**TRY IT:** Somewhere below, one line contains "filename crates/roboranch-script/src/error.rs" and a later line contains "from the compiler.". Output those two lines and everything between them exactly, and nothing else.

**DATA RECORDS:**
[Start of section]

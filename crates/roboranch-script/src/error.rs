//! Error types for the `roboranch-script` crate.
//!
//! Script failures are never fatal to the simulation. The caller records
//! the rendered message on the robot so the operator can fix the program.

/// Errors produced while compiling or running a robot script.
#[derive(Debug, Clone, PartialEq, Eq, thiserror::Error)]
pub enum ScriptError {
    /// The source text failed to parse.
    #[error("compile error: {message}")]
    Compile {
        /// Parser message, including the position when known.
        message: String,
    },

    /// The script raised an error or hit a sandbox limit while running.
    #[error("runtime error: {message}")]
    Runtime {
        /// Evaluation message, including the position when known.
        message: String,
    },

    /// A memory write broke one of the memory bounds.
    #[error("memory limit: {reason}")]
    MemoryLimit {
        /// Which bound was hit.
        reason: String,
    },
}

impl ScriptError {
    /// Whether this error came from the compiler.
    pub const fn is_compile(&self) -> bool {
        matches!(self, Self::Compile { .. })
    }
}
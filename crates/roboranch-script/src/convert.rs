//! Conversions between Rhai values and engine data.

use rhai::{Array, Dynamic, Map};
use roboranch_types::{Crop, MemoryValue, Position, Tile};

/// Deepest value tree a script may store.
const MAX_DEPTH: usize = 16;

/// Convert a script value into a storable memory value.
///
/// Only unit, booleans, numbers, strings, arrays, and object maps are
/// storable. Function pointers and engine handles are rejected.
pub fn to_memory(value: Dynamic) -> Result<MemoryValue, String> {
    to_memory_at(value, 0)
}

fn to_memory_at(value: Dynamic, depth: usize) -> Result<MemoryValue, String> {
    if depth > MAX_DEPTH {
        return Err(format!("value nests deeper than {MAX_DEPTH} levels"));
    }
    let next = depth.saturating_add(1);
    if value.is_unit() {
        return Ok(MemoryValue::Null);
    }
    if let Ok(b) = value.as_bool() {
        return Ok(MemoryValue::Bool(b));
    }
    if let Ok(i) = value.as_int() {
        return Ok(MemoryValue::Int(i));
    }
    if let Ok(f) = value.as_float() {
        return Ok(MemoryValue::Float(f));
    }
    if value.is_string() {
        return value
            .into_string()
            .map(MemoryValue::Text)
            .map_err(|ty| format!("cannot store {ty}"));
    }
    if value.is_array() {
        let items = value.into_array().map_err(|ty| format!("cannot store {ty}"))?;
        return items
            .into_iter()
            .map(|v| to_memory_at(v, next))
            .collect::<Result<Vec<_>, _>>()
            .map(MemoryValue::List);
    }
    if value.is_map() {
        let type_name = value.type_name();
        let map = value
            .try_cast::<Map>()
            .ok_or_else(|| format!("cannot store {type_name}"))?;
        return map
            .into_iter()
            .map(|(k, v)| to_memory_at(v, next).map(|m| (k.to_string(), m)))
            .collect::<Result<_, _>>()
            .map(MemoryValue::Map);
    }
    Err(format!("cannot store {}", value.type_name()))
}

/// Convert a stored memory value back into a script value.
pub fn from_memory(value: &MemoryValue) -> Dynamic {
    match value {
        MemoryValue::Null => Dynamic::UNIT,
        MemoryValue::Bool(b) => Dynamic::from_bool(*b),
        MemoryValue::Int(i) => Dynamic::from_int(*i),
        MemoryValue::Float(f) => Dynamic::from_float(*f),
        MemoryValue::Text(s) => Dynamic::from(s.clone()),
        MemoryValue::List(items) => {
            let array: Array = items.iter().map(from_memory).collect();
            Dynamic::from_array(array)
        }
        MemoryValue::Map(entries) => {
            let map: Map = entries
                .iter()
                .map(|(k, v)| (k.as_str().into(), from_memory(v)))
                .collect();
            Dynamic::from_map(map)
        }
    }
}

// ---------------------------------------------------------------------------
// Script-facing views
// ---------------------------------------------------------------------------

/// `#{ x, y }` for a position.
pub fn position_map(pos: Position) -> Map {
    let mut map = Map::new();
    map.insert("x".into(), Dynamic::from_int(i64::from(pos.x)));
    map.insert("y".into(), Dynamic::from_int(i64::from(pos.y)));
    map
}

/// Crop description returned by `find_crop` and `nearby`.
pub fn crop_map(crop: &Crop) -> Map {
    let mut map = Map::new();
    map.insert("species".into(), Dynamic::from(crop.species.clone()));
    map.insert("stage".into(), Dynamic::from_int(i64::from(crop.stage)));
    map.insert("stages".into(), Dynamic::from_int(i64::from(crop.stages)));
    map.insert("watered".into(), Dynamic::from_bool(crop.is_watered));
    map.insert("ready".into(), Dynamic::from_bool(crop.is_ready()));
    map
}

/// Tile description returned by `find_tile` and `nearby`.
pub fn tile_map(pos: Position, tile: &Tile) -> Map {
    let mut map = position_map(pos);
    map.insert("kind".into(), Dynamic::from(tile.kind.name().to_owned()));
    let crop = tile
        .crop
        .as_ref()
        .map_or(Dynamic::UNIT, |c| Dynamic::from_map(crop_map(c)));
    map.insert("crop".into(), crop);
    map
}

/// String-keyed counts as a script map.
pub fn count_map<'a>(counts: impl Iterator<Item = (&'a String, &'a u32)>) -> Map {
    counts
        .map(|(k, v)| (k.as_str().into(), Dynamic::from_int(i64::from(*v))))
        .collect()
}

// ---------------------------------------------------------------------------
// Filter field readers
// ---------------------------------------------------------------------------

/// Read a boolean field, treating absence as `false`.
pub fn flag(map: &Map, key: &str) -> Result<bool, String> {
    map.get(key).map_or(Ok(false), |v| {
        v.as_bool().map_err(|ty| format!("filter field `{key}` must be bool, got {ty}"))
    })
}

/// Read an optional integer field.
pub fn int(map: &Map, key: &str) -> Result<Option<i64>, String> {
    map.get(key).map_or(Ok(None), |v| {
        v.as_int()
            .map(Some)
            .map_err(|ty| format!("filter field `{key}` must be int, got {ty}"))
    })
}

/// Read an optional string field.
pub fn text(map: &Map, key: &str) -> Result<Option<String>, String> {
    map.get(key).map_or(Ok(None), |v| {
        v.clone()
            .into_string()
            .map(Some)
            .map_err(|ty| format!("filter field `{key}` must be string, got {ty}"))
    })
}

[End of section]
[Start of section]

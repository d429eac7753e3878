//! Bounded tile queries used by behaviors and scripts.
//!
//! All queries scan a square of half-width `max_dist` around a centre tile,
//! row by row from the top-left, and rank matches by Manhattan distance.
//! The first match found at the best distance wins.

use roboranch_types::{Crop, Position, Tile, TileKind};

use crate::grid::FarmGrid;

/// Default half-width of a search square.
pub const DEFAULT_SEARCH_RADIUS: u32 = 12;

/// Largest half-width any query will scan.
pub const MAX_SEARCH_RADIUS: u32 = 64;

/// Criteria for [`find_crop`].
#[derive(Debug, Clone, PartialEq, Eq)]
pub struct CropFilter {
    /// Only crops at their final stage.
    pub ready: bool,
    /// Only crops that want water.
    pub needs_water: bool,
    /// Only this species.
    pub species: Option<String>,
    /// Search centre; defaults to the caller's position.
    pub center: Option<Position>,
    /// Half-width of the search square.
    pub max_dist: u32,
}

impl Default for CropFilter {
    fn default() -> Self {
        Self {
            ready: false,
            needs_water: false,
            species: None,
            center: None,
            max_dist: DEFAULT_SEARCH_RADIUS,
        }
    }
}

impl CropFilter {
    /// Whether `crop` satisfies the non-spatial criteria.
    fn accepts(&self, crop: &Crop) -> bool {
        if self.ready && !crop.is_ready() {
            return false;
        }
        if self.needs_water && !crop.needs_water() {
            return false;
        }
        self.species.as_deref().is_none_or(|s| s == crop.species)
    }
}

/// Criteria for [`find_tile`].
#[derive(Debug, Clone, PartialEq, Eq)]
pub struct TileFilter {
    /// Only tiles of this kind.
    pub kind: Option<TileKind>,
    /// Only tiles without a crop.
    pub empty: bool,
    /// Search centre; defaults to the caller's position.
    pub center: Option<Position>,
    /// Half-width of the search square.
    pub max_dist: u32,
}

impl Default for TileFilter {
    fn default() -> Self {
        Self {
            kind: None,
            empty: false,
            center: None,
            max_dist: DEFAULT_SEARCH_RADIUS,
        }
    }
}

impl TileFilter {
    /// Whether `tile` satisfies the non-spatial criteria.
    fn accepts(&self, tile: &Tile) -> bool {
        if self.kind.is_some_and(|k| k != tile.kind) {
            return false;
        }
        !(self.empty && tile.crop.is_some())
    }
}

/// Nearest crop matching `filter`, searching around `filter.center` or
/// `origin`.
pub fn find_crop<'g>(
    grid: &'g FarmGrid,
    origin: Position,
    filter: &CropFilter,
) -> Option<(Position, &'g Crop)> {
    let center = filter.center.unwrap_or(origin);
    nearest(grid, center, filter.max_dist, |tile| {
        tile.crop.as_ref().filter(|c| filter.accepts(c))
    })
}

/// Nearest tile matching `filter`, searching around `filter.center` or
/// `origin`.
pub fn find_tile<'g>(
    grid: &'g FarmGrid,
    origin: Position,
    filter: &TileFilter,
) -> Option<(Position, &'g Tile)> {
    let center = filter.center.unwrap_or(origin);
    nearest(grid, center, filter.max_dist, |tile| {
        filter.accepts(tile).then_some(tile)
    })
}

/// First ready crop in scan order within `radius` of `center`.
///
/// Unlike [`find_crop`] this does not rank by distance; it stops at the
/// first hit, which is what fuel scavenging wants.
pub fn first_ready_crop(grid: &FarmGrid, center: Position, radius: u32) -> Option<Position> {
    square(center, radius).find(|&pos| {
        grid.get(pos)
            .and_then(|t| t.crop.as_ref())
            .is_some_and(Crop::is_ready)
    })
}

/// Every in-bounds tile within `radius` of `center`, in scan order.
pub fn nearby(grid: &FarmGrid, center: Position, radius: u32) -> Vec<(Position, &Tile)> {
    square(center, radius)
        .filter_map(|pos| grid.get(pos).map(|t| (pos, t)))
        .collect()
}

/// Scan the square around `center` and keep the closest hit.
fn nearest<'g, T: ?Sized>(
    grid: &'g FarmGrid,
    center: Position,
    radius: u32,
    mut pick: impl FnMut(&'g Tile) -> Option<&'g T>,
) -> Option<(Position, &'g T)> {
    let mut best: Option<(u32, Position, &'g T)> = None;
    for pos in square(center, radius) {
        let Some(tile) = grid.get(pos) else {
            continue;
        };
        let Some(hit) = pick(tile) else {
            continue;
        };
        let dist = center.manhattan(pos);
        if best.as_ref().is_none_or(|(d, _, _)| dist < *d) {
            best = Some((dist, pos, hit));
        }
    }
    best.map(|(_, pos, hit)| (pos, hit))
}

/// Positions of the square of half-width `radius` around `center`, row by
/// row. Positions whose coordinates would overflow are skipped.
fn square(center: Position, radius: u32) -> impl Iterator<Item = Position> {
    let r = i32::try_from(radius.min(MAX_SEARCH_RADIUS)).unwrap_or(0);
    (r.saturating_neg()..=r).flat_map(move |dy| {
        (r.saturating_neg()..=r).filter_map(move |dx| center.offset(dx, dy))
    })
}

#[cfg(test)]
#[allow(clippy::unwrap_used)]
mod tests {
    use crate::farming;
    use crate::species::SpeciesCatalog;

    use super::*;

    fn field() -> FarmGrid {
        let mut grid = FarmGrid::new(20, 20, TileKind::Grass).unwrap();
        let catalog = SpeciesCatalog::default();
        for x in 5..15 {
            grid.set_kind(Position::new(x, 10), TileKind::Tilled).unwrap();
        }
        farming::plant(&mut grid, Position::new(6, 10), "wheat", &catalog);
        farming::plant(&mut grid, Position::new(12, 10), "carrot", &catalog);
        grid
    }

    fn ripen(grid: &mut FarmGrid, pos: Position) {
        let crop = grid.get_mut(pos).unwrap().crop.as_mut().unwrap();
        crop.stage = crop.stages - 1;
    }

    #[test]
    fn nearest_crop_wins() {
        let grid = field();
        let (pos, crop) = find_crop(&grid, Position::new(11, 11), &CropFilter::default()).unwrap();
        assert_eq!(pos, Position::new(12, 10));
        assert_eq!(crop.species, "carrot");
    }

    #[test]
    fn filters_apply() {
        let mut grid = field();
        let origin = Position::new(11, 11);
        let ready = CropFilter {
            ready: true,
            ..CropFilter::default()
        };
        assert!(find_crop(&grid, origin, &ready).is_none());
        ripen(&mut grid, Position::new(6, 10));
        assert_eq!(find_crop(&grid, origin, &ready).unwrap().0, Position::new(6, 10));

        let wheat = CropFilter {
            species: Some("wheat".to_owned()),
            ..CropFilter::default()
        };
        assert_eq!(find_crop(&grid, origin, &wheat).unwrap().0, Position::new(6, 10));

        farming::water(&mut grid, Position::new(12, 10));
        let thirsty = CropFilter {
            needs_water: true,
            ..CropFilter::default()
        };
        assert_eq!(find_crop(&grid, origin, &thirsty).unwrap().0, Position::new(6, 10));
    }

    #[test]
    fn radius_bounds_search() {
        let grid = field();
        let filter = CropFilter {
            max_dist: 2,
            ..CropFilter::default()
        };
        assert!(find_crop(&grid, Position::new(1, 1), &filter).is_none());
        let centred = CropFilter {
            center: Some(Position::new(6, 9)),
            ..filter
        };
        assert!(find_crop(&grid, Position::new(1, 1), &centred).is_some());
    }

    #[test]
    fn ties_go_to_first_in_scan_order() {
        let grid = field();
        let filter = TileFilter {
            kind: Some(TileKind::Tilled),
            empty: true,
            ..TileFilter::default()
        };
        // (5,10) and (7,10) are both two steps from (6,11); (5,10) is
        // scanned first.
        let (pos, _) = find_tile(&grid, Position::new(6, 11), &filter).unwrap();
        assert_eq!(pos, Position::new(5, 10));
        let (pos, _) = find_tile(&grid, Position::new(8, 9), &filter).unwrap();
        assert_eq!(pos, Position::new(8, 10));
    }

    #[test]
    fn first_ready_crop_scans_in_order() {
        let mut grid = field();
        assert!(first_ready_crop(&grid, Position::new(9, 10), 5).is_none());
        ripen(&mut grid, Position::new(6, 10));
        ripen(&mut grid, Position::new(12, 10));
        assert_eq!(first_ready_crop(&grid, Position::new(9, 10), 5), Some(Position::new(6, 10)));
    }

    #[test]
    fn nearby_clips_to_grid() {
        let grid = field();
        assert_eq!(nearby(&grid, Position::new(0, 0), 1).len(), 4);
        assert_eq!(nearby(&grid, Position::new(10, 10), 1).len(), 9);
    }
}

[End of section]

**EXERCISE OUTPUT:**
filename crates/roboranch-script/src/error.rs
//! Error types for the `roboranch-script` crate.
//!
//! Script failures are never fatal to the simulation. The caller records
//! the rendered message on the robot so the operator can fix the program.

/// Errors produced while compiling or running a robot script.
#[derive(Debug, Clone, PartialEq, Eq, thiserror::Error)]
pub enum ScriptError {
    /// The source text failed to parse.
    #[error("compile error: {message}")]
    Compile {
        /// Parser message, including the position when known.
        message: String,
    },

    /// The script raised an error or hit a sandbox limit while running.
    #[error("runtime error: {message}")]
    Runtime {
        /// Evaluation message, including the position when known.
        message: String,
    },

    /// A memory write broke one of the memory bounds.
    #[error("memory limit: {reason}")]
    MemoryLimit {
        /// Which bound was hit.
        reason: String,
    },
}

impl ScriptError {
    /// Whether this error came from the compiler.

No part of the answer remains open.